The Bottom Line
Visionaries speak in dreams. Tactical teams speak in steps. Neither is wrong—they’re just different languages. An operator translates between them, turning “castle in the sky” into “lay these bricks, in this order, with these people.”
Why This Matters
Without a translator, you get two kinds of frustration:
The visionary can’t understand why the team isn’t executing on what seems obvious. They leave meetings feeling unheard.
The team leaves meetings feeling inspired but directionless. “That sounded great… but what do I actually do now?”

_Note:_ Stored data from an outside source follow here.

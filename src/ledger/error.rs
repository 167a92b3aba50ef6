//! Error types for ledger writes.

use thiserror::Error;

use crate::Amount;
use crate::model::OrderStatus;

/// Error returned by a [`LedgerStore`](super::LedgerStore) operation.
#[derive(Debug, Clone, PartialEq, Eq, Error)]
pub enum LedgerError {
    #[error("order {0} not found for user {1}")]
    OrderNotFound(String, String),

    #[error("order {0} already uploaded")]
    DuplicateOrder(String),

    #[error("order {order}: refusing to move status from {from} to {to}")]
    StatusRegression {
        order: String,
        from: OrderStatus,
        to: OrderStatus,
    },

    #[error("insufficient funds for user {0}: current {1}, requested {2}")]
    InsufficientFunds(String, Amount, Amount),

    #[error("amount {0} must not be negative")]
    NegativeAmount(Amount),

    #[error("balance of user {0} would overflow")]
    Overflow(String),

    #[error("ledger unavailable: {0}")]
    Unavailable(String),
}
use std::env;
use std::io;
use std::process::ExitCode;
use std::sync::Arc;

use accrual_reconciler::csv::{read_submissions, write_ledger};
use accrual_reconciler::{
    Config, DispatcherSettings, JobDispatcher, JobOutcome, JobReport, MemoryLedger,
};
use tokio::sync::broadcast;
use tokio::sync::broadcast::error::RecvError;
use tracing::{error, info, warn};
use tracing_subscriber::EnvFilter;

const USAGE: &str = "usage: accrual-reconciler [-r <accrual address>] <submissions.csv>";

#[derive(Debug, Default)]
struct Summary {
    processed: usize,
    invalid: usize,
    failed: usize,
}

/// Count job outcomes until the dispatcher is gone.
async fn summarize(mut reports: broadcast::Receiver<JobReport>) -> Summary {
    let mut summary = Summary::default();
    loop {
        match reports.recv().await {
            Ok(report) => match report.outcome {
                JobOutcome::Processed { .. } => summary.processed += 1,
                JobOutcome::Invalid => summary.invalid += 1,
                JobOutcome::Failed(e) => {
                    summary.failed += 1;
                    warn!(order = %report.order, user = %report.user, "order left unreconciled: {e}");
                }
            },
            Err(RecvError::Lagged(skipped)) => {
                warn!(skipped, "job reports were dropped");
            }
            Err(RecvError::Closed) => break,
        }
    }
    summary
}

#[tokio::main]
async fn main() -> ExitCode {
    let _ = dotenvy::dotenv();

    tracing_subscriber::fmt()
        .with_env_filter(EnvFilter::try_from_default_env().unwrap_or_else(|_| EnvFilter::new("warn")))
        .with_writer(std::io::stderr)
        .init();

    let mut config = match Config::from_env() {
        Ok(config) => config,
        Err(e) => {
            error!("{e}");
            return ExitCode::FAILURE;
        }
    };
    let path = match config.apply_args(env::args().skip(1)) {
        Ok(args) if args.len() == 1 => args[0].clone(),
        Ok(_) => {
            eprintln!("{USAGE}");
            return ExitCode::FAILURE;
        }
        Err(e) => {
            eprintln!("{e}\n{USAGE}");
            return ExitCode::FAILURE;
        }
    };

    if !path.ends_with(".csv") {
        warn!(path, "input file seems to not be a csv file");
    }
    let rows = match read_submissions(&path) {
        Ok(rows) => rows,
        Err(e) => {
            error!("{e}");
            return ExitCode::FAILURE;
        }
    };

    info!(accrual = %config.accrual_address, "starting reconciliation");
    let ledger = Arc::new(MemoryLedger::new());
    let (dispatcher, handle) = match JobDispatcher::with_accrual_url(
        &config.accrual_address,
        ledger.clone(),
        DispatcherSettings::from(&config),
        config.http_timeout,
    ) {
        Ok(parts) => parts,
        Err(e) => {
            error!("{e}");
            return ExitCode::FAILURE;
        }
    };
    let summary = tokio::spawn(summarize(handle.subscribe()));
    let run = tokio::spawn(dispatcher.run());

    for result in rows {
        let row = match result {
            Ok(row) => row,
            Err(e) => {
                warn!("{e}");
                continue;
            }
        };
        if let Err(e) = ledger.register_order(&row.user, &row.order).await {
            warn!(order = %row.order, user = %row.user, "{e}");
            continue;
        }
        if let Err(e) = handle.submit(row.order.as_str(), row.user.as_str()).await {
            warn!(order = %row.order, user = %row.user, "{e}");
        }
    }

    // let in-flight jobs finish, then report
    handle.shutdown();
    if let Err(e) = run.await {
        error!("dispatcher failed: {e}");
        return ExitCode::FAILURE;
    }

    // the report channel closes once the last handle is gone
    drop(handle);
    match summary.await {
        Ok(Summary {
            processed,
            invalid,
            failed,
        }) => info!(processed, invalid, failed, "reconciliation finished"),
        Err(e) => warn!("failed to summarize job reports: {e}"),
    }

    let orders = ledger.orders().await;
    let balances = ledger.balances().await;
    if let Err(e) = write_ledger(io::stdout().lock(), &orders, &balances) {
        error!("failed to write ledger: {e}");
        return ExitCode::FAILURE;
    }

    ExitCode::SUCCESS
}
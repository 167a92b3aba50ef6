//! Client for the external scoring ("accrual") service.

use async_trait::async_trait;
use reqwest::{Client, StatusCode};
use std::time::Duration;
use thiserror::Error;
use tracing::debug;

use crate::model::AccrualObservation;

/// What one poll of the scoring service told us.
#[derive(Debug, Clone, PartialEq)]
pub enum PollOutcome {
    /// HTTP 200 with a decoded body.
    Observed(AccrualObservation),
    /// HTTP 204: the service does not know this order yet.
    NotRegistered,
    /// HTTP 429: back off before asking again.
    RateLimited,
}

/// Failure to get any usable answer out of the scoring service.
#[derive(Debug, Clone, PartialEq, Eq, Error)]
pub enum ScoringError {
    #[error("request to scoring service failed: {0}")]
    Transport(String),

    #[error("scoring service answered with unexpected status {0}")]
    UnexpectedStatus(u16),

    #[error("failed to decode scoring response: {0}")]
    Decode(String),
}

/// Asks for the current state of one order.
#[async_trait]
pub trait Scoring: Send + Sync {
    async fn poll(&self, order: &str) -> Result<PollOutcome, ScoringError>;
}

/// [`Scoring`] over HTTP: `GET {base_url}/api/orders/{number}`.
#[derive(Debug, Clone)]
pub struct HttpScoringClient {
    client: Client,
    base_url: String,
}

impl HttpScoringClient {
    /// Build a client with the given per-request timeout.
    pub fn new(base_url: impl Into<String>, request_timeout: Duration) -> Result<Self, ScoringError> {
        let client = Client::builder()
            .timeout(request_timeout)
            .build()
            .map_err(|e| ScoringError::Transport(e.to_string()))?;
        Ok(Self::with_client(client, base_url))
    }

    /// Reuse an existing `reqwest` client.
    pub fn with_client(client: Client, base_url: impl Into<String>) -> Self {
        let base_url = base_url.into().trim_end_matches('/').to_string();
        Self { client, base_url }
    }

    pub fn base_url(&self) -> &str {
        &self.base_url
    }

    fn order_url(&self, order: &str) -> String {
        format!("{}/api/orders/{order}", self.base_url)
    }
}

#[async_trait]
impl Scoring for HttpScoringClient {
    async fn poll(&self, order: &str) -> Result<PollOutcome, ScoringError> {
        let response = self
            .client
            .get(self.order_url(order))
            .send()
            .await
            .map_err(|e| ScoringError::Transport(e.to_string()))?;

        let status = response.status();
        debug!(order, status = status.as_u16(), "scoring service answered");

        match status {
            StatusCode::OK => response
                .json::<AccrualObservation>()
                .await
                .map(PollOutcome::Observed)
                .map_err(|e| ScoringError::Decode(e.to_string())),
            StatusCode::NO_CONTENT => Ok(PollOutcome::NotRegistered),
            StatusCode::TOO_MANY_REQUESTS => Ok(PollOutcome::RateLimited),
            other => Err(ScoringError::UnexpectedStatus(other.as_u16())),
        }
    }
}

This gap kills momentum. It breeds resentment. And it makes the visionary feel like they have to get involved in every detail just to get anything done.
The Framework
The Communication Overlap Model:
Visionary ←→ Operator ←→ Team
(Strategic) (Both) (Tactical)
- Visionary — Thinks in broad brushstrokes, future states, big pictures
- Operator — Overlaps both strategic AND tactical thinking
- Team — Thinks in steps, procedures, what they can see and touch
The operator is the bridge. They speak both languages.
How to Do It
Step 1: Recognize the Communication Styles
Visionaries use language like:
- “We’re building something bigger”
- “Picture where we’ll be in five years”
- “The future of this industry is…”
Tactical people use language like:
- “What are the exact steps?”
- “Who’s responsible for this?”
- “When is it due?”
Neither is wrong. They’re just thinking at different altitudes.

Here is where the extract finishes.